About this task. How many lines in these records include the string "ParentMismatch"? Reply with that number alone.
═══ Input records
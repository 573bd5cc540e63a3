mod support;

use bspchunk::chunk::compiler::CompileStats;
use bspchunk::prelude::*;
use bspchunk::float_types::EPSILON;
use nalgebra::{Point3, Vector3};

use crate::support::{
    CANAL, GRATE, MISSING, STONE, WorldBuilder, canal_row, constant_lights, face_normal,
    grid_world, textures, tile_bounds,
};

fn no_lights() -> PointLights {
    PointLights::default()
}

fn compile(world: &WorldData) -> CompileOutput {
    ChunkCompiler::default()
        .compile(world, &textures(), &no_lights())
        .unwrap()
}

/// Root with two leaf children that share polygon 1 (a pentagon).
fn shared_pentagon_world() -> WorldData {
    let mut w = WorldBuilder::new(tile_bounds(0, 0, 4, 4));
    let quad = w.quad(0.0, 0.0, 1.0, STONE);
    let pentagon = w.polygon(
        &[
            [0.0, 0.0, 1.0],
            [2.0, 0.0, 1.0],
            [3.0, 1.0, 1.0],
            [1.0, 3.0, 1.0],
            [-1.0, 1.0, 1.0],
        ],
        STONE,
    );
    let triangle = w.polygon(&[[5.0, 0.0, 0.0], [6.0, 0.0, 0.0], [5.0, 1.0, 0.0]], STONE);
    w.tree.add_front(0, tile_bounds(0, 0, 2, 4), &[quad, pentagon]);
    w.tree.add_back(0, tile_bounds(2, 0, 2, 4), &[pentagon, triangle]);
    w.build()
}

#[test]
fn shared_polygons_are_emitted_once() {
    let world = shared_pentagon_world();
    let output = compile(&world);

    // quad + pentagon + triangle
    assert_eq!(output.triangle_count(), 2 + 3 + 1);
    assert_eq!(output.stats.expand.duplicates_skipped, 1);
    assert_eq!(output.stats.expand.polygons_emitted, 3);
    assert_eq!(output.stats.expand.nodes_visited, 3);
    assert_eq!(output.stats.expand.leaves, 2);

    // front leaf is walked first and claims the pentagon
    let roots: Vec<_> = output.chunks.iter().map(|c| (c.root, c.triangle_count())).collect();
    assert_eq!(roots, vec![(1, 5), (2, 1)]);
}

#[test]
fn pentagon_is_a_fan_from_its_first_corner() {
    let world = shared_pentagon_world();
    let output = compile(&world);
    let chunk = &output.chunks[0];
    let p = &world.positions;

    // finalize reverses the triangle list, so the pentagon's fan comes first,
    // last triangle first
    let triangles: Vec<_> = chunk.mesh.triangle_positions().take(3).collect();
    assert_eq!(
        triangles,
        vec![[p[4], p[7], p[8]], [p[4], p[6], p[7]], [p[4], p[5], p[6]]]
    );
    // one fresh vertex per triangle corner
    assert_eq!(chunk.vertex_count(), 3 * chunk.triangle_count());
}

#[test]
fn portals_missing_textures_and_degenerates_are_skipped() {
    let mut w = WorldBuilder::new(tile_bounds(0, 0, 1, 1));
    let solid = w.quad(0.0, 0.0, 1.0, STONE);
    let portal = w.quad(1.0, 0.0, 1.0, STONE);
    w.polygons[portal] = w.polygons[portal].clone().portal();
    let untextured = w.quad(2.0, 0.0, 1.0, MISSING);
    let sliver = w.polygon(&[[0.0, 0.0, 0.0], [1.0, 0.0, 0.0]], STONE);
    w.tree
        .add_front(0, tile_bounds(0, 0, 1, 1), &[solid, portal, untextured, sliver]);
    let output = compile(&w.build());

    let stats = &output.stats.expand;
    assert_eq!(stats.polygons_emitted, 1);
    assert_eq!(stats.portals_skipped, 1);
    assert_eq!(stats.missing_texture_skipped, 1);
    assert_eq!(stats.degenerate, 1);
    assert_eq!(output.triangle_count(), 2);
}

#[test]
fn atlas_slots_follow_first_use() {
    let world = grid_world(4, |x, y| match (x + y) % 3 {
        0 => GRATE,
        1 => CANAL,
        _ => STONE,
    });
    let output = compile(&world);

    assert_eq!(output.atlas.entries(AtlasCategory::Opaque).len(), 1);
    assert_eq!(output.atlas.entries(AtlasCategory::Transparent).len(), 1);
    assert_eq!(output.atlas.entries(AtlasCategory::Water).len(), 1);
    assert_eq!(output.atlas.water[0].texture_key, "canal");
    assert_eq!(output.atlas.transparent[0].slot, 0);
    assert!((output.atlas.opaque[0].scale.x - 0.5).abs() < EPSILON);

    // same input, same slots and same buffers
    let again = compile(&world);
    assert_eq!(output.atlas, again.atlas);
    assert_eq!(output.chunks, again.chunks);
}

#[test]
fn water_chunks_carry_scroll_animation() {
    let output = compile(&grid_world(4, canal_row(4)));
    let water: Vec<&Chunk> = output.chunks_of(ShaderClass::Water).collect();
    assert!(!water.is_empty());
    for chunk in water {
        assert_eq!(chunk.category(), AtlasCategory::Water);
        assert!(chunk.mesh.animations.iter().all(|a| a.x == 1.0 && a.z == 8.0));
    }
    for chunk in output.chunks_of(ShaderClass::WorldLit) {
        assert!(chunk.mesh.animations.iter().all(|a| a.norm() == 0.0));
    }
}

#[test]
fn merged_leaves_keep_their_winding() {
    // root -> a -> {b, c}: both leaves fold into the root
    let mut w = WorldBuilder::new(tile_bounds(0, 0, 2, 1));
    let left = w.quad(0.0, 0.0, 1.0, STONE);
    let right = w.quad(1.0, 0.0, 1.0, STONE);
    let a = w.tree.add_front(0, tile_bounds(0, 0, 2, 1), &[]);
    w.tree.add_front(a, tile_bounds(0, 0, 1, 1), &[left]);
    w.tree.add_back(a, tile_bounds(1, 0, 1, 1), &[right]);
    let output = compile(&w.build());

    assert_eq!(output.chunks.len(), 1);
    let chunk = &output.chunks[0];
    assert_eq!(chunk.root, 0);
    assert_eq!(chunk.triangle_count(), 4);
    assert_eq!(output.stats.merge_records.len(), 2);
    assert!(output.stats.merge_records.iter().all(|r| r.merged));

    for triangle in chunk.mesh.triangle_positions() {
        let n = face_normal(triangle);
        assert!(n.dot(&Vector3::z()) > 0.0, "triangle {triangle:?} flipped");
    }
    // the right-hand quad was appended last, so it comes first after reversal
    assert!(chunk.mesh.positions[0].x >= 1.0);
}

#[test]
fn lighting_disabled_means_no_merging() {
    let world = grid_world(8, canal_row(8));
    let output = ChunkCompiler::new(
        CompilerConfig::default()
            .with_lighting(false)
            .with_height_clamped_shader(None),
    )
    .compile(&world, &textures(), &constant_lights(0))
    .unwrap();

    let CompileStats {
        roots_after_walk,
        roots_after_merge,
        merge_iterations,
        ref merge_records,
        ..
    } = output.stats;
    assert_eq!(roots_after_walk, 64);
    assert_eq!(roots_after_merge, 64);
    assert_eq!(merge_iterations, 1);
    assert!(merge_records.is_empty());
    assert_eq!(output.chunks.len(), 64);
}

#[test]
fn crowded_regions_stop_merging() {
    let world = grid_world(8, |_, _| STONE);
    let output = ChunkCompiler::default()
        .compile(&world, &textures(), &constant_lights(16))
        .unwrap();
    assert!(output.stats.merge_records.is_empty());
    assert_eq!(output.chunks.len(), 64);

    let output = ChunkCompiler::default()
        .compile(&world, &textures(), &constant_lights(15))
        .unwrap();
    assert_eq!(output.chunks.len(), 1);
    assert_eq!(output.chunks[0].root, 0);
    assert_eq!(output.triangle_count(), 128);
}

#[test]
fn empty_leaves_produce_nothing() {
    let mut w = WorldBuilder::new(tile_bounds(0, 0, 1, 1));
    w.tree.add_front(0, tile_bounds(0, 0, 1, 1), &[]);
    let output = compile(&w.build());
    assert!(output.chunks.is_empty());
    assert_eq!(output.triangle_count(), 0);
}

#[test]
fn lone_root_leaf_is_anchored_at_the_root() {
    let mut w = WorldBuilder::new(tile_bounds(0, 0, 1, 1));
    let quad = w.quad(0.0, 0.0, 1.0, STONE);
    let mut world = w.build();
    world.tree = TreeBuilder::new(tile_bounds(0, 0, 1, 1), &[quad]).build();
    let output = compile(&world);
    assert_eq!(output.chunks.len(), 1);
    assert_eq!(output.chunks[0].root, 0);
}

#[test]
fn malformed_polygons_are_fatal() {
    let mut w = WorldBuilder::new(tile_bounds(0, 0, 1, 1));
    let quad = w.quad(0.0, 0.0, 1.0, STONE);
    w.tree.add_front(0, tile_bounds(0, 0, 1, 1), &[quad]);
    let world = w.build();

    let mut bad_position = world.clone();
    bad_position.polygons[quad].position_indices[2] = 99;
    assert_eq!(
        ChunkCompiler::default().compile(&bad_position, &textures(), &no_lights()),
        Err(CompileError::PositionOutOfRange {
            polygon: quad,
            position: 99
        })
    );

    let mut bad_features = world.clone();
    bad_features.polygons[quad].features.pop();
    assert!(matches!(
        ChunkCompiler::default().compile(&bad_features, &textures(), &no_lights()),
        Err(CompileError::FeatureCountMismatch { polygon: 0, positions: 4, features: 3 })
    ));

    let mut bad_material = world;
    bad_material.polygons[quad].material = 42;
    assert!(matches!(
        ChunkCompiler::default().compile(&bad_material, &textures(), &no_lights()),
        Err(CompileError::MaterialOutOfRange { material: 42, .. })
    ));
}

#[test]
fn broken_trees_are_rejected_before_walking() {
    let mut w = WorldBuilder::new(tile_bounds(0, 0, 1, 1));
    let quad = w.quad(0.0, 0.0, 1.0, STONE);
    let leaf = w.tree.add_front(0, tile_bounds(0, 0, 1, 1), &[quad]);
    let world = w.build();

    let mut twice = world.clone();
    twice.tree.nodes[0].back = Some(leaf);
    assert_eq!(
        ChunkCompiler::default().compile(&twice, &textures(), &no_lights()),
        Err(CompileError::Cycle(leaf))
    );

    let mut orphan = world.clone();
    orphan.tree.nodes[leaf].parent = Some(leaf);
    assert!(matches!(
        ChunkCompiler::default().compile(&orphan, &textures(), &no_lights()),
        Err(CompileError::ParentMismatch { node: 1, .. })
    ));

    // back leaf still names the root as parent, but the root forgot it
    let mut w = WorldBuilder::new(tile_bounds(0, 0, 2, 1));
    let front_quad = w.quad(0.0, 0.0, 1.0, STONE);
    let back_quad = w.quad(2.0, 0.0, 1.0, STONE);
    w.tree.add_front(0, tile_bounds(0, 0, 1, 1), &[front_quad]);
    let back = w.tree.add_back(0, tile_bounds(1, 0, 1, 1), &[back_quad]);
    let mut unlinked = w.build();
    unlinked.tree.nodes[0].back = None;
    assert_eq!(
        ChunkCompiler::default().compile(&unlinked, &textures(), &no_lights()),
        Err(CompileError::ParentMismatch {
            node: back,
            expected: None,
            found: Some(0)
        })
    );

    let mut dangling = world.clone();
    dangling.tree.polygon_indices[0] = 7;
    assert_eq!(
        ChunkCompiler::default().compile(&dangling, &textures(), &no_lights()),
        Err(CompileError::PolygonOutOfRange { index: 7, len: 1 })
    );

    let mut empty = world;
    empty.tree = BspTree::default();
    assert_eq!(
        ChunkCompiler::default().compile(&empty, &textures(), &no_lights()),
        Err(CompileError::MissingRoot)
    );
}

#[test]
fn cancelled_compilation_returns_an_error() {
    let world = grid_world(4, |_, _| STONE);
    let token = CancelToken::new();
    let compiler = ChunkCompiler::default().with_cancel_token(token.clone());
    assert!(compiler.compile(&world, &textures(), &no_lights()).is_ok());

    token.cancel();
    assert_eq!(
        compiler.compile(&world, &textures(), &no_lights()),
        Err(CompileError::Cancelled)
    );
}

#[test]
fn invalid_configuration_is_rejected() {
    let world = grid_world(2, |_, _| STONE);
    let result = ChunkCompiler::new(CompilerConfig::default().with_atlas_sizes(0, 1024))
        .compile(&world, &textures(), &no_lights());
    assert!(matches!(result, Err(CompileError::InvalidConfig(_))));
}

#[test]
fn chunk_bounds_cover_their_geometry() {
    let output = compile(&grid_world(4, |_, _| STONE));
    let bounds = output.chunks[0].bounds().unwrap();
    assert_eq!(bounds.mins, Point3::new(0.0, 0.0, 0.0));
    assert_eq!(bounds.maxs, Point3::new(16.0, 16.0, 0.0));
}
══════
Exercise solution. 2